Introduces MARC, a novel ARFM-driven mitigation IP that dynamically adjusts to attack severity, achieving high detection accuracy and substantial improvements in max exposure ratios.

Findings

MARC detects over 99% of attack patterns.

MARC significantly increases max exposure ratios (up to 50×).

MARC operates with negligible hardware and energy overhead.

Abstract

To address the issue of powerful row hammer (RH) attacks, our study involved an extensive analysis of the prevalent attack patterns in the field. We discovered a strong correlation between the timing and density of the active-to-active command period, ${tRC}$, and the likelihood of RH attacks.
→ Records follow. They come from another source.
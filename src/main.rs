use std::path::PathBuf;

use anyhow::Result;
use clap::{Parser, Subcommand};
use tracing_subscriber::EnvFilter;

use budgetbook::cli::{
    handle_export_command, handle_limit_command, handle_report_command,
    handle_transaction_command, LimitCommands, ReportCommands, TransactionCommands,
};
use budgetbook::config::BudgetPaths;
use budgetbook::storage::Storage;
use budgetbook::tui::run_tui;

#[derive(Parser)]
#[command(
    name = "budgetbook",
    version,
    about = "Terminal-based personal finance tracker",
    long_about = "Budget Book is a terminal-based personal finance tracker. It keeps \
                  a ledger of income and expense entries, warns when a category's \
                  monthly budget limit is crossed, and reports statistics from the \
                  command line or an interactive TUI."
)]
struct Cli {
    /// Directory holding the data files (defaults to the working directory)
    #[arg(long, global = true, value_name = "DIR")]
    data_dir: Option<PathBuf>,

    #[command(subcommand)]
    command: Option<Commands>,
}

#[derive(Subcommand)]
enum Commands {
    /// Launch the interactive TUI
    #[command(alias = "ui")]
    Tui,

    #[command(flatten)]
    Transaction(TransactionCommands),

    /// Budget limit commands
    #[command(subcommand)]
    Limit(LimitCommands),

    #[command(flatten)]
    Report(ReportCommands),

    /// Export the ledger and statistics as CSV files
    Export {
        /// Directory to write the CSV files into
        #[arg(short, long, value_name = "DIR")]
        dir: Option<PathBuf>,
    },
}

fn main() -> Result<()> {
    tracing_subscriber::fmt()
        .with_env_filter(EnvFilter::from_default_env())
        .with_writer(std::io::stderr)
        .init();

    let cli = Cli::parse();

    // Initialize storage
    let paths = BudgetPaths::resolve(cli.data_dir);
    let storage = Storage::new(paths)?;
    storage.load_all()?;

    match cli.command {
        Some(Commands::Tui) | None => {
            run_tui(&storage)?;
        }
        Some(Commands::Transaction(cmd)) => {
            handle_transaction_command(&storage, cmd)?;
        }
        Some(Commands::Limit(cmd)) => {
            handle_limit_command(&storage, cmd)?;
        }
        Some(Commands::Report(cmd)) => {
            handle_report_command(&storage, cmd)?;
        }
        Some(Commands::Export { dir }) => {
            handle_export_command(&storage, dir)?;
        }
    }

    Ok(())
}
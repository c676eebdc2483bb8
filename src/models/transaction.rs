//! Transaction model
//!
//! The ledger entry type. The on-disk shape matches the historical file
//! format: `amount` as a bare integer, `type` as a capitalized variant name,
//! and `date` kept verbatim as the string the user entered (month matching
//! operates on that raw string, so it is never parsed into a calendar type).
//! Rows persisted before ids existed deserialize with a fresh one.

use serde::{Deserialize, Serialize};
use std::fmt;

use super::{Amount, TransactionId};

/// Whether a transaction adds to or subtracts from the balance
#[derive(Debug, Clone, Copy, PartialEq, Eq, Serialize, Deserialize)]
pub enum TransactionKind {
    Income,
    Expense,
}

impl fmt::Display for TransactionKind {
    fn fmt(&self, f: &mut fmt::Formatter<'_>) -> fmt::Result {
        match self {
            TransactionKind::Income => write!(f, "Income"),
            TransactionKind::Expense => write!(f, "Expense"),
        }
    }
}

/// A single ledger entry
#[derive(Debug, Clone, PartialEq, Serialize, Deserialize)]
pub struct Transaction {
    /// Stable identifier, assigned at creation
    #[serde(default)]
    pub id: TransactionId,

    /// Whole-unit amount, always non-negative
    pub amount: Amount,

    /// Category label, e.g. "Food"
    pub category: String,

    /// Date string as entered, "YYYY-MM-DD" by convention
    pub date: String,

    /// Income or Expense
    #[serde(rename = "type")]
    pub kind: TransactionKind,
}

impl Transaction {
    /// Create a new transaction with a fresh id
    pub fn new(
        amount: Amount,
        category: impl Into<String>,
        date: impl Into<String>,
        kind: TransactionKind,
    ) -> Self {
        Self {
            id: TransactionId::new(),
            amount,
            category: category.into(),
            date: date.into(),
            kind,
        }
    }

    /// Check if this is an income entry
    pub fn is_income(&self) -> bool {
        self.kind == TransactionKind::Income
    }

    /// Check if this is an expense entry
    pub fn is_expense(&self) -> bool {
        self.kind == TransactionKind::Expense
    }
}

#[cfg(test)]
mod tests {
    use super::*;

    #[test]
    fn test_new_assigns_id() {
        let a = Transaction::new(
            Amount::new(100),
            "Food",
            "2025-01-15",
            TransactionKind::Expense,
        );
        let b = Transaction::new(
            Amount::new(100),
            "Food",
            "2025-01-15",
            TransactionKind::Expense,
        );
        assert_ne!(a.id, b.id);
        assert!(a.is_expense());
        assert!(!a.is_income());
    }

    #[test]
    fn test_serialization_uses_legacy_keys() {
        let txn = Transaction::new(
            Amount::new(500),
            "Salary",
            "2025-02-01",
            TransactionKind::Income,
        );
        let json = serde_json::to_string(&txn).unwrap();
        assert!(json.contains("\"type\":\"Income\""));
        assert!(json.contains("\"amount\":500"));
        assert!(!json.contains("\"kind\""));
    }

    #[test]
    fn test_deserializes_rows_without_id() {
        let json = r#"{"amount": 120, "category": "Food", "date": "2025-01-15", "type": "Expense"}"#;
        let txn: Transaction = serde_json::from_str(json).unwrap();
        assert_eq!(txn.amount, Amount::new(120));
        assert_eq!(txn.category, "Food");
        assert_eq!(txn.date, "2025-01-15");
        assert_eq!(txn.kind, TransactionKind::Expense);
        assert!(!txn.id.as_uuid().is_nil());
    }

    #[test]
    fn test_round_trip() {
        let txn = Transaction::new(
            Amount::new(75),
            "Entertainment",
            "2025-03-09",
            TransactionKind::Expense,
        );
        let json = serde_json::to_string(&txn).unwrap();
        let back: Transaction = serde_json::from_str(&json).unwrap();
        assert_eq!(txn, back);
    }

    #[test]
    fn test_kind_display() {
        assert_eq!(TransactionKind::Income.to_string(), "Income");
        assert_eq!(TransactionKind::Expense.to_string(), "Expense");
    }
}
In this paper, we introduce MARC, an innovative ARFM-driven RH mitigation IP that significantly reinforces existing RH mitigation IPs. MARC dynamically adjusts the frequency of RFM in response to the severity of the RH attack environment, offering a tailored security solution that not only detects the threats but also adapts to varying threat levels. MARC's detection mechanism has demonstrated remarkable efficiency, identifying over 99\% of attack patterns. Moreover, MARC is designed as a compact hardware module, facilitating tight integration either on the memory controller-side or DRAM-side within the memory system. It only occupies a negligible hardware area of 3363~\textit{$\mu m^2$}. By activating ARFM based on MARC's detection, the additional energy overhead is also negligible in normal workloads. We conduct experiments to compare the highest row count throughout the patterns, defined as max exposure, between the vanilla RH mitigation IPs and the MARC-enhanced versions of the same IPs, focusing on both DRAM-side and memory controller-side. On the DRAM-side, MARC + probabilistic scheme and MARC + counter-based tracking scheme achieve 8.1$\times$ and 1.5$\times$ improvement in max exposure ratio compared to the vanilla IPs, respectively. On the memory controller-side, the MARC + PARA and MARC + Graphene achieve 50$\times$ and 5.7$\times$ improvement in max exposure ratio compared to the vanilla IPs, respectively. MARC ensures optimal security without sacrificing system performance, making MARC a pioneering solution in the realm of RH attack mitigation.